‘Co-ordinated attack’ on LGBT+ students by group of 15 anonymous homophobes leaves queer freshers terrified

Student protests are planned at Durham University after a controversial speech by Rod Liddle

The University of Durham condemned homophobes who hijacked a meeting of LGBT+ students with vile slurs and videos.

LGBT+ students received a poor welcome to the University of Durham when their Zoom meeting was bombarded by 15 people screaming obscenities.

The online meeting of the university’s LGBT+ association was held for new students at St Mary’s College, who are already facing COVID-19 restrictions.

They were left feeling “threatened” and unsafe when 15 anonymous attackers hijacked the meeting with loud music, flaming abuse and “sexually explicit videos”.

“To hijack an event like this in such an aggressive and targeted way is nothing less than a hate crime,” the university’s LGBT+ groups said in a statement to the BBC.

“The fact that this was not simply an individual acting alone, but rather a co-ordinated attack from a number of people, is a reminder of how routinely unsafe and unwelcome our community is made to feel.”

They warned of a “toxic” culture at the university, adding that such “malicious behaviour” was even worse when the pandemic made it difficult for students to meet in person and support each other.

As many as one in seven British LGBT+ people are now thought to be struggling with depression as the pandemic cuts them off from support networks.

The link to the Zoom chat was shared within the college for the welcoming event, suggesting the abusive trolls were fellow students. Durham University condemned the Zoombombing and acknowledged the distress it had caused.

“Such behaviour is not acceptable at Durham University and will not be tolerated. Incidents will be reported to the police,” said Sam Dale, the university’s director of student support and wellbeing.

“Every member of the university is expected to treat others with respect and tolerance so that every member of our community can live, study and work in a safe and inclusive environment.”
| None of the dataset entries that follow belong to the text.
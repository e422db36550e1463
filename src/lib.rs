//! Kinetis K64 Ping-Pong Sample Streaming
//!
//! A `no_std`, `no_alloc` Rust implementation of trigger-gated eDMA
//! ping-pong sample streaming between a data converter (DAC render or
//! ADC capture) and memory.
//!
//! A periodic trigger authorizes the transfer engine to move exactly
//! one element per sample period, entirely without CPU involvement. The
//! buffer is split into two halves: while the engine fills or drains
//! one half, the CPU processes the other, and every loop-boundary
//! interrupt atomically exchanges the two roles. CPU work on a half
//! must finish within `L / sample_rate` seconds — a hard real-time
//! deadline this design documents but, like the hardware, does not
//! police.
//!
//! # Architecture
//!
//! The driver is organized into four layers:
//!
//! 1. **Stream Layer** ([`driver`]): lifecycle, boundary servicing,
//!    refill/consume access
//! 2. **Engine Model** ([`dma`]): transfer descriptor, double buffer,
//!    and the [`TransferEngine`] platform boundary
//! 3. **HAL Layer** ([`hal`]): converter bring-up and the periodic
//!    trigger
//! 4. **Signal Layer** ([`dsp`]): wavetable oscillator and the
//!    [`SampleSource`] trait
//!
//! # Features
//!
//! - `defmt`: Enable defmt formatting for driver types
//! - `log`: Enable warn-level diagnostics (calibration failures)
//! - `critical-section`: Enable the ISR-safe `SharedStream` wrapper
//!
//! # Example
//!
//! ```ignore
//! use ph_k64_stream::{Boundary, Oscillator, SampleStream, StreamConfig};
//!
//! // Static allocation: the descriptor captures the buffer address at
//! // init, so the stream stays pinned.
//! ph_k64_stream::stream_static_sync!(STREAM, u16, Edma0, Pit0, 512,
//!     SampleStream::new(Edma0::take(), Pit0::take()));
//!
//! STREAM.with(|stream| {
//!     stream.init(
//!         StreamConfig::new()
//!             .with_peripheral_addr(DAC0_DAT0)
//!             .with_sample_rate_hz(48_000),
//!     ).unwrap();
//!     stream.setup_converter(&mut dac, &mut delay);
//!     stream.prefill_from(&mut osc).unwrap();
//!     stream.start().unwrap();
//! });
//!
//! // Boundary ISR: swap roles and refill within the half-period.
//! fn dma_isr(event: Boundary) {
//!     STREAM.with(|stream| {
//!         stream.on_boundary(event, |half| {
//!             for slot in half.iter_mut() {
//!                 *slot = to_dac(OSC.render());
//!             }
//!         }).ok();
//!     });
//! }
//! ```
//!
//! # Memory Requirements
//!
//! The stream owns its double buffer inline: `2 * L * size_of::<T>()`
//! bytes (2 KiB for 512-sample halves of `u16`), plus the 8 KiB
//! wavetable if the [`Oscillator`] is used.

#![no_std]
#![deny(missing_docs)]
#![allow(unsafe_code)]
#![deny(unsafe_op_in_unsafe_fn)]
// Clippy lint levels and thresholds are configured in Cargo.toml.

// =============================================================================
// Modules
// =============================================================================

pub mod dma;
pub mod driver;
pub mod dsp;
pub mod hal;

// Internal implementation details (pub(crate) only)
mod internal;

#[cfg(feature = "critical-section")]
#[cfg_attr(docsrs, doc(cfg(feature = "critical-section")))]
pub mod sync;

// Test utilities (only available during testing)
#[cfg(test)]
pub mod testing;

// =============================================================================
// Re-exports
// =============================================================================

pub use dma::{DoubleBuffer, Element, TransferDescriptor, TransferEngine};
pub use driver::config::{Direction, Reference, State, StreamConfig};
pub use driver::error::{
    ConfigError, ConfigResult, Error, Result, StreamError, StreamResult,
};
pub use driver::interrupt::{Boundary, BoundaryStatus};
pub use driver::stream::SampleStream;
pub use dsp::{FnSource, Oscillator, SampleSource, TABLE_LEN};
pub use hal::converter::{CalibrationStatus, Converter};
pub use hal::trigger::{PeriodicTrigger, period_ticks};

// Re-export sync types when critical-section is enabled
#[cfg(feature = "critical-section")]
pub use sync::SharedStream;

/// Shared driver constants.
///
/// These are grouped into a dedicated module to keep the top-level
/// facade focused on driver types.
pub mod constants {
    pub use crate::internal::constants::{
        CALIBRATION_POLL_BUDGET, CALIBRATION_POLL_INTERVAL_US, DEFAULT_BUS_CLOCK_HZ,
        DEFAULT_SAMPLE_RATE_HZ, WAVETABLE_LEN,
    };
}

// =============================================================================
// Macro Helpers
// =============================================================================

/// Declare a static, ISR-safe stream instance for synchronous use.
///
/// This macro expands to a `SharedStream` static, reducing boilerplate
/// for bring-up while satisfying the stream's no-move requirement.
///
/// # Examples
///
/// ```ignore
/// ph_k64_stream::stream_static_sync!(STREAM, u16, Edma0, Pit0, 512,
///     SampleStream::new(Edma0::take(), Pit0::take()));
///
/// STREAM.with(|stream| {
///     stream.init(StreamConfig::new()).unwrap();
///     stream.start().unwrap();
/// });
/// ```
#[cfg(feature = "critical-section")]
#[macro_export]
macro_rules! stream_static_sync {
    ($name:ident, $elem:ty, $engine:ty, $trigger:ty, $half:expr, $init:expr) => {
        static $name: $crate::sync::SharedStream<$elem, $engine, $trigger, $half> =
            $crate::sync::SharedStream::new($init);
    };
}
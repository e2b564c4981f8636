use crate::driver::Bridge;
use core::cell::RefCell;
use critical_section::Mutex;
use embedded_hal::digital::{InputPin, OutputPin};

/// The shared-instance type used by interrupt-driven targets.
pub type GlobalBridge<RX, TX, ANT> = Mutex<RefCell<Option<Bridge<RX, TX, ANT>>>>;

/// Declares the global static bridge for use with `critical_section`.
///
/// # Returns
/// * An empty mutable ref-cell
///
/// # Example
/// ```ignore
/// static RF_BRIDGE: GlobalBridge<PD2, PD1, PB0> = global_bridge_init::<PD2, PD1, PB0>();
/// ```
pub const fn global_bridge_init<RX: InputPin, TX: OutputPin, ANT: OutputPin>(
) -> GlobalBridge<RX, TX, ANT> {
    Mutex::new(RefCell::new(None))
}

/// Builds the bridge inside its global slot and starts it.
///
/// # Arguments
/// * The global static bridge
/// * The receiver pin
/// * The transmitter pin
/// * The optional antenna switch pin
///
/// # Example
/// ```ignore
/// fn main() {
///     global_bridge_setup(&RF_BRIDGE, rx, tx, Some(ant));
/// }
/// ```
pub fn global_bridge_setup<RX: InputPin, TX: OutputPin, ANT: OutputPin>(
    global_bridge: &'static GlobalBridge<RX, TX, ANT>,
    rx: RX,
    tx: TX,
    antenna: Option<ANT>,
) {
    critical_section::with(|cs| {
        let mut bridge = Bridge::new(rx, tx, antenna);
        bridge.start();
        let _ = global_bridge.borrow(cs).replace(Some(bridge));
    });
}

/// Advances the bridge by one tick. Call from the timer compare ISR.
///
/// # Example
/// ```ignore
/// #[interrupt]
/// fn TIMER0_COMPA() {
///     global_bridge_tick(&RF_BRIDGE);
/// }
/// ```
pub fn global_bridge_tick<RX: InputPin, TX: OutputPin, ANT: OutputPin>(
    global_bridge: &'static GlobalBridge<RX, TX, ANT>,
) {
    critical_section::with(|cs| {
        if let Some(bridge) = global_bridge.borrow(cs).borrow_mut().as_mut() {
            bridge.tick();
        }
    });
}

/// Runs one main-loop dispatch. Call after waking from sleep.
pub fn global_bridge_poll<RX: InputPin, TX: OutputPin, ANT: OutputPin>(
    global_bridge: &'static GlobalBridge<RX, TX, ANT>,
) {
    critical_section::with(|cs| {
        if let Some(bridge) = global_bridge.borrow(cs).borrow_mut().as_mut() {
            bridge.poll();
        }
    });
}

/// Hands one inbound serial byte to the bridge. Call from the UART RX ISR.
pub fn global_bridge_feed<RX: InputPin, TX: OutputPin, ANT: OutputPin>(
    global_bridge: &'static GlobalBridge<RX, TX, ANT>,
    byte: u8,
) {
    critical_section::with(|cs| {
        if let Some(bridge) = global_bridge.borrow(cs).borrow_mut().as_mut() {
            bridge.uart_feed(byte);
        }
    });
}

/// Takes the next outbound serial byte, if any. Call from the UART TX-empty
/// ISR.
pub fn global_bridge_take<RX: InputPin, TX: OutputPin, ANT: OutputPin>(
    global_bridge: &'static GlobalBridge<RX, TX, ANT>,
) -> Option<u8> {
    critical_section::with(|cs| {
        global_bridge
            .borrow(cs)
            .borrow_mut()
            .as_mut()
            .and_then(|bridge| bridge.uart_take().ok())
    })
}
Unfortunately it’s only the latest example of abusive behaviour from Durham students: earlier this week, the Guardian reported numerous claims of “toxic” bullying, with people being mocked for their Northern accents and coming from poorer backgrounds.

And last month, Durham University condemned what it called “utterly abhorrent” comments on social media by students set to start at the university.

It included references to competing to have sex with “the poorest girl”.